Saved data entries

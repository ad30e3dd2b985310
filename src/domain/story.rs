//! The Story aggregate: one per pipeline run.
//!
//! A Story carries its prompt, the latest draft, and the append-only
//! revision and feedback histories. Status changes go through
//! [`Story::transition`], which rejects any move the pipeline does not allow.

use std::fmt;

use chrono::{DateTime, Utc};
use serde::{Deserialize, Serialize};
use thiserror::Error;

/// Workflow status of a story; always reflects the last completed stage.
#[derive(Debug, Clone, Copy, PartialEq, Eq, Hash, Serialize, Deserialize)]
#[serde(rename_all = "SCREAMING_SNAKE_CASE")]
pub enum StoryStatus {
    Queued,
    PromptCreated,
    DraftWritten,
    InReview,
    RevisionNeeded,
    Revised,
    Approved,
    DesigningCover,
    Published,
}

impl StoryStatus {
    /// All statuses in pipeline order
    pub const ALL: [StoryStatus; 9] = [
        StoryStatus::Queued,
        StoryStatus::PromptCreated,
        StoryStatus::DraftWritten,
        StoryStatus::InReview,
        StoryStatus::RevisionNeeded,
        StoryStatus::Revised,
        StoryStatus::Approved,
        StoryStatus::DesigningCover,
        StoryStatus::Published,
    ];

    /// Wire name (e.g. `IN_REVIEW`)
    pub fn as_str(&self) -> &'static str {
        match self {
            Self::Queued => "QUEUED",
            Self::PromptCreated => "PROMPT_CREATED",
            Self::DraftWritten => "DRAFT_WRITTEN",
            Self::InReview => "IN_REVIEW",
            Self::RevisionNeeded => "REVISION_NEEDED",
            Self::Revised => "REVISED",
            Self::Approved => "APPROVED",
            Self::DesigningCover => "DESIGNING_COVER",
            Self::Published => "PUBLISHED",
        }
    }

    /// Parse a wire name, case-insensitively
    pub fn parse(value: &str) -> Option<Self> {
        Self::ALL
            .into_iter()
            .find(|status| status.as_str().eq_ignore_ascii_case(value.trim()))
    }

    /// Whether the pipeline may move from `self` to `next`.
    ///
    /// Re-asserting the current status is always allowed.
    pub fn can_transition_to(&self, next: StoryStatus) -> bool {
        use StoryStatus::*;

        if *self == next {
            return true;
        }

        matches!(
            (self, next),
            (Queued, PromptCreated)
                | (PromptCreated, DraftWritten)
                | (DraftWritten, InReview)
                | (InReview, RevisionNeeded)
                | (InReview, Approved)
                | (RevisionNeeded, Revised)
                | (Revised, InReview)
                | (Approved, DesigningCover)
                | (DesigningCover, Published)
        )
    }

    /// `PUBLISHED` is the only terminal status
    pub fn is_terminal(&self) -> bool {
        matches!(self, Self::Published)
    }
}

impl fmt::Display for StoryStatus {
    fn fmt(&self, f: &mut fmt::Formatter<'_>) -> fmt::Result {
        f.write_str(self.as_str())
    }
}

/// Rejected status change
#[derive(Debug, Clone, PartialEq, Eq, Error)]
#[error("Invalid status transition for story {story_id}: {from} → {to}")]
pub struct TransitionError {
    pub story_id: String,
    pub from: StoryStatus,
    pub to: StoryStatus,
}

/// Writing brief produced by the prompt stage
#[derive(Debug, Clone, PartialEq, Serialize, Deserialize)]
pub struct WritingPrompt {
    pub genre: String,
    pub theme: String,
    /// The generated brief itself
    pub setting: String,
    #[serde(default)]
    pub characters: String,
    pub target_word_count: u32,
    #[serde(default)]
    pub additional_instructions: String,
}

/// One revision produced by the writer in answer to a review round
#[derive(Debug, Clone, PartialEq, Serialize, Deserialize)]
pub struct Revision {
    pub round_number: u32,
    pub content: String,
    #[serde(default)]
    pub feedback_addressed: String,
    pub timestamp: DateTime<Utc>,
}

/// One reviewer or editor pass over a round
#[derive(Debug, Clone, PartialEq, Serialize, Deserialize)]
pub struct FeedbackItem {
    /// Role that produced it (`reviewer` or `editor`)
    pub agent: String,
    pub round_number: u32,
    pub feedback: String,
    #[serde(default)]
    pub approved: bool,
    pub timestamp: DateTime<Utc>,
}

/// Token usage reported by the generation service
#[derive(Debug, Clone, Copy, Default, PartialEq, Eq, Serialize, Deserialize)]
pub struct Usage {
    pub prompt_tokens: u64,
    pub completion_tokens: u64,
    pub total_tokens: u64,
}

impl Usage {
    pub fn new(prompt_tokens: u64, completion_tokens: u64) -> Self {
        Self {
            prompt_tokens,
            completion_tokens,
            total_tokens: prompt_tokens + completion_tokens,
        }
    }
}

/// Observational record of one generation call
#[derive(Debug, Clone, PartialEq, Serialize, Deserialize)]
pub struct AgentMetrics {
    pub agent: String,
    pub action: String,
    #[serde(default)]
    pub round_number: u32,
    pub duration_seconds: f64,
    pub prompt_tokens: u64,
    pub completion_tokens: u64,
    pub total_tokens: u64,
    pub timestamp: DateTime<Utc>,
}

/// A single pipeline run
#[derive(Debug, Clone, PartialEq, Serialize, Deserialize)]
pub struct Story {
    pub story_id: String,

    #[serde(default)]
    pub title: String,

    /// Generation model override for this story (empty = configured default)
    #[serde(default)]
    pub model: String,

    pub status: StoryStatus,

    #[serde(default)]
    pub prompt: Option<WritingPrompt>,

    #[serde(default)]
    pub current_draft: String,

    #[serde(default)]
    pub revisions: Vec<Revision>,

    #[serde(default)]
    pub feedback: Vec<FeedbackItem>,

    /// Highest completed revision round
    #[serde(default)]
    pub revision_count: u32,

    pub max_revisions: u32,

    #[serde(default)]
    pub cover_svg: String,

    #[serde(default)]
    pub metrics: Vec<AgentMetrics>,
    #[serde(default)]
    pub total_duration_seconds: f64,
    #[serde(default)]
    pub total_prompt_tokens: u64,
    #[serde(default)]
    pub total_completion_tokens: u64,
    #[serde(default)]
    pub total_tokens: u64,

    /// Payload of the message that started this run
    #[serde(default)]
    pub trigger_payload: serde_json::Map<String, serde_json::Value>,

    pub created_at: DateTime<Utc>,
    pub updated_at: DateTime<Utc>,
}

impl Story {
    /// Create a new story in `QUEUED`
    pub fn new(story_id: impl Into<String>, max_revisions: u32) -> Self {
        let now = Utc::now();
        Self {
            story_id: story_id.into(),
            title: String::new(),
            model: String::new(),
            status: StoryStatus::Queued,
            prompt: None,
            current_draft: String::new(),
            revisions: Vec::new(),
            feedback: Vec::new(),
            revision_count: 0,
            max_revisions,
            cover_svg: String::new(),
            metrics: Vec::new(),
            total_duration_seconds: 0.0,
            total_prompt_tokens: 0,
            total_completion_tokens: 0,
            total_tokens: 0,
            trigger_payload: serde_json::Map::new(),
            created_at: now,
            updated_at: now,
        }
    }

    /// Move to `next`, rejecting transitions the pipeline does not allow
    pub fn transition(&mut self, next: StoryStatus) -> Result<(), TransitionError> {
        if !self.status.can_transition_to(next) {
            return Err(TransitionError {
                story_id: self.story_id.clone(),
                from: self.status,
                to: next,
            });
        }
        self.status = next;
        Ok(())
    }

    /// Model to request for this story, if overridden
    pub fn model_override(&self) -> Option<&str> {
        if self.model.is_empty() {
            None
        } else {
            Some(&self.model)
        }
    }

    /// Genre of the prompt, if one has been generated
    pub fn genre(&self) -> &str {
        self.prompt.as_ref().map(|p| p.genre.as_str()).unwrap_or("")
    }

    /// Append a feedback item for a round.
    ///
    /// A second pass by the same role over the same round replaces the first,
    /// keeping at most one entry per role per round.
    pub fn push_feedback(&mut self, agent: &str, round_number: u32, feedback: String, approved: bool) {
        self.feedback
            .retain(|f| !(f.agent == agent && f.round_number == round_number));
        self.feedback.push(FeedbackItem {
            agent: agent.to_string(),
            round_number,
            feedback,
            approved,
            timestamp: Utc::now(),
        });
    }

    /// Latest feedback item from `agent` for `round_number`
    pub fn feedback_for(&self, agent: &str, round_number: u32) -> Option<&FeedbackItem> {
        self.feedback
            .iter()
            .rev()
            .find(|f| f.agent == agent && f.round_number == round_number)
    }

    /// Record a writer revision and advance the revision counter
    pub fn push_revision(&mut self, round_number: u32, content: String, feedback_addressed: String) {
        self.revisions.push(Revision {
            round_number,
            content: content.clone(),
            feedback_addressed,
            timestamp: Utc::now(),
        });
        self.current_draft = content;
        self.revision_count = self.revision_count.max(round_number);
    }

    /// Append a metrics entry and recompute the rolling totals
    pub fn record_metrics(&mut self, metrics: AgentMetrics) {
        self.metrics.push(metrics);
        let duration: f64 = self.metrics.iter().map(|m| m.duration_seconds).sum();
        self.total_duration_seconds = (duration * 100.0).round() / 100.0;
        self.total_prompt_tokens = self.metrics.iter().map(|m| m.prompt_tokens).sum();
        self.total_completion_tokens = self.metrics.iter().map(|m| m.completion_tokens).sum();
        self.total_tokens = self.metrics.iter().map(|m| m.total_tokens).sum();
    }

    /// Refresh the update timestamp (called on every save)
    pub fn touch(&mut self) {
        self.updated_at = Utc::now();
    }
}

- _TASK OBJECTIVE_
Look back at the data above. Transcribe exactly the lines starting at the line that contains "is always allowed." and ending at the line that contains "pub struct FeedbackItem".

- _OUTPUT OF THE EXERCISE_
    /// Re-asserting the current status is always allowed.
    pub fn can_transition_to(&self, next: StoryStatus) -> bool {
        use StoryStatus::*;

        if *self == next {
            return true;
        }

        matches!(
            (self, next),
            (Queued, PromptCreated)
                | (PromptCreated, DraftWritten)
                | (DraftWritten, InReview)
                | (InReview, RevisionNeeded)
                | (InReview, Approved)
                | (RevisionNeeded, Revised)
                | (Revised, InReview)
                | (Approved, DesigningCover)
                | (DesigningCover, Published)
        )
    }

    /// `PUBLISHED` is the only terminal status
    pub fn is_terminal(&self) -> bool {
        matches!(self, Self::Published)
    }
}

impl fmt::Display for StoryStatus {
    fn fmt(&self, f: &mut fmt::Formatter<'_>) -> fmt::Result {
        f.write_str(self.as_str())
    }
}

/// Rejected status change
#[derive(Debug, Clone, PartialEq, Eq, Error)]
#[error("Invalid status transition for story {story_id}: {from} → {to}")]
pub struct TransitionError {
    pub story_id: String,
    pub from: StoryStatus,
    pub to: StoryStatus,
}

/// Writing brief produced by the prompt stage
#[derive(Debug, Clone, PartialEq, Serialize, Deserialize)]
pub struct WritingPrompt {
    pub genre: String,
    pub theme: String,
    /// The generated brief itself
    pub setting: String,
    #[serde(default)]
    pub characters: String,
    pub target_word_count: u32,
    #[serde(default)]
    pub additional_instructions: String,
}

/// One revision produced by the writer in answer to a review round
#[derive(Debug, Clone, PartialEq, Serialize, Deserialize)]
pub struct Revision {
    pub round_number: u32,
    pub content: String,
    #[serde(default)]
    pub feedback_addressed: String,
    pub timestamp: DateTime<Utc>,
}

/// One reviewer or editor pass over a round
#[derive(Debug, Clone, PartialEq, Serialize, Deserialize)]
pub struct FeedbackItem {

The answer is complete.